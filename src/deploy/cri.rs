//! Container runtime configuration states.
//!
//! Staged files always land in a remote scratch directory first and are
//! moved into their final path afterwards, so a restarting service never
//! reads a half-written file. Scratch cleanup is advisory: it runs on every
//! exit path and its failure is logged, never returned.

use std::path::{Path, PathBuf};

use anyhow::{Context, Result};
use serde::Serialize;
use tracing::warn;

use super::target::Target;
use super::template;

const CONF_SCRATCH_DIR: &str = "/tmp/crio.conf.d";
const SYSCONFIG_SCRATCH_DIR: &str = "/tmp/cri.d";
const CONF_FINAL_DIR: &str = "/etc/crio/crio.conf.d";
const SYSCONFIG_FINAL_PATH: &str = "/etc/sysconfig/crio";

/// Typed payload shared by the cri states.
///
/// Only the rendering fields are serialized; the local paths are operator
/// machine concerns the template must not see.
#[derive(Debug, Clone, Serialize)]
pub struct CriConfiguration {
    pub strict_cap_defaults: bool,
    pub pause_image: String,
    #[serde(skip)]
    pub conf_source_dir: PathBuf,
    #[serde(skip)]
    pub sysconfig_source_dir: PathBuf,
    #[serde(skip)]
    pub migration_output_path: PathBuf,
}

/// Rendered by the migration state and written with owner-only permissions.
const MIGRATION_TEMPLATE: &str = r#"# Defaults provided by the platform. Do not edit.
{{#unless strict_cap_defaults}}[crio.runtime]

default_capabilities = [
	"CHOWN",
	"DAC_OVERRIDE",
	"FSETID",
	"FOWNER",
	"NET_RAW",
	"SETGID",
	"SETUID",
	"SETPCAP",
	"NET_BIND_SERVICE",
	"SYS_CHROOT",
	"KILL",
	"MKNOD",
	"AUDIT_WRITE",
	"SETFCAP",
]
{{/unless}}
[crio.image]

pause_image = "{{pause_image}}"
"#;

/// Stage the local crio.conf.d drop-ins and move them into place.
pub async fn configure(target: &Target, payload: &CriConfiguration) -> Result<()> {
    let result = stage_conf_files(target, payload).await;
    cleanup_scratch(target, CONF_SCRATCH_DIR).await;
    result
}

async fn stage_conf_files(target: &Target, payload: &CriConfiguration) -> Result<()> {
    let source = &payload.conf_source_dir;
    let mut entries = tokio::fs::read_dir(source).await.with_context(|| {
        format!("Could not read local cri directory: {}", source.display())
    })?;

    while let Some(entry) = entries.next_entry().await.with_context(|| {
        format!("Could not read local cri directory: {}", source.display())
    })? {
        let name = entry.file_name();
        // The README is documentation for operators, not configuration.
        if name == "README" {
            continue;
        }
        target
            .upload(&entry.path(), &Path::new(CONF_SCRATCH_DIR).join(&name))
            .await?;
    }

    target
        .ssh(&format!("mv -f {}/* {}/", CONF_SCRATCH_DIR, CONF_FINAL_DIR))
        .await?;
    Ok(())
}

/// Stage the runtime sysconfig, keeping a backup of the previous one.
pub async fn sysconfig(target: &Target, payload: &CriConfiguration) -> Result<()> {
    let result = stage_sysconfig_files(target, payload).await;
    cleanup_scratch(target, SYSCONFIG_SCRATCH_DIR).await;
    result
}

async fn stage_sysconfig_files(target: &Target, payload: &CriConfiguration) -> Result<()> {
    let source = &payload.sysconfig_source_dir;
    let mut entries = tokio::fs::read_dir(source).await.with_context(|| {
        format!("Could not read local cri directory: {}", source.display())
    })?;

    while let Some(entry) = entries.next_entry().await.with_context(|| {
        format!("Could not read local cri directory: {}", source.display())
    })? {
        target
            .upload(
                &entry.path(),
                &Path::new(SYSCONFIG_SCRATCH_DIR).join(entry.file_name()),
            )
            .await?;
    }

    target
        .ssh(&format!(
            "mv -f {} {}.backup",
            SYSCONFIG_FINAL_PATH, SYSCONFIG_FINAL_PATH
        ))
        .await?;
    target
        .ssh(&format!(
            "mv -f {}/default_flags {}",
            SYSCONFIG_SCRATCH_DIR, SYSCONFIG_FINAL_PATH
        ))
        .await?;
    Ok(())
}

/// Enable and restart the container runtime service.
pub async fn start(target: &Target) -> Result<()> {
    target.ssh("systemctl enable --now crio").await?;
    Ok(())
}

/// Migrate the legacy sysconfig-style runtime configuration to a rendered
/// drop-in when crossing a runtime major/minor boundary.
///
/// Every sub-step failure is fatal and carries the failing step's identity;
/// skipping silently would leave the runtime half-migrated.
pub async fn migrate_config(target: &Target, payload: &CriConfiguration) -> Result<()> {
    // Park the legacy file first so the runtime cannot pick up both.
    target
        .ssh(&format!(
            "mv {} {}.legacy",
            SYSCONFIG_FINAL_PATH, SYSCONFIG_FINAL_PATH
        ))
        .await?;

    let data =
        serde_json::to_value(payload).context("could not serialize cri configuration")?;
    let rendered =
        template::render(MIGRATION_TEMPLATE, &data).context("unable to render template")?;

    write_owner_only(&payload.migration_output_path, &rendered).await
}

async fn write_owner_only(path: &Path, contents: &str) -> Result<()> {
    use std::os::unix::fs::PermissionsExt;
    use tokio::io::AsyncWriteExt;

    let mut file = tokio::fs::OpenOptions::new()
        .create(true)
        .write(true)
        .truncate(true)
        .mode(0o600)
        .open(path)
        .await
        .with_context(|| format!("could not create file {}", path.display()))?;
    file.write_all(contents.as_bytes())
        .await
        .with_context(|| format!("unable to write template to file {}", path.display()))?;
    file.set_permissions(std::fs::Permissions::from_mode(0o600))
        .await
        .with_context(|| format!("unable to chmod file {}", path.display()))?;
    file.sync_all()
        .await
        .with_context(|| format!("unable to close file {}", path.display()))?;
    Ok(())
}

async fn cleanup_scratch(target: &Target, scratch: &str) {
    if let Err(err) = target.ssh(&format!("rm -rf {}", scratch)).await {
        warn!(
            "Could not delete the {} config path on {}: {}",
            scratch,
            target.node_name(),
            err
        );
    }
}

▶ [Exercise goal] Take the lines from the start of the records through the line holding "use super::template;", both included, and please print them exactly, with nothing else.

▶ [Exercise result]
filename src/deploy/cri.rs
//! Container runtime configuration states.
//!
//! Staged files always land in a remote scratch directory first and are
//! moved into their final path afterwards, so a restarting service never
//! reads a half-written file. Scratch cleanup is advisory: it runs on every
//! exit path and its failure is logged, never returned.

use std::path::{Path, PathBuf};

use anyhow::{Context, Result};
use serde::Serialize;
use tracing::warn;

use super::target::Target;
use super::template;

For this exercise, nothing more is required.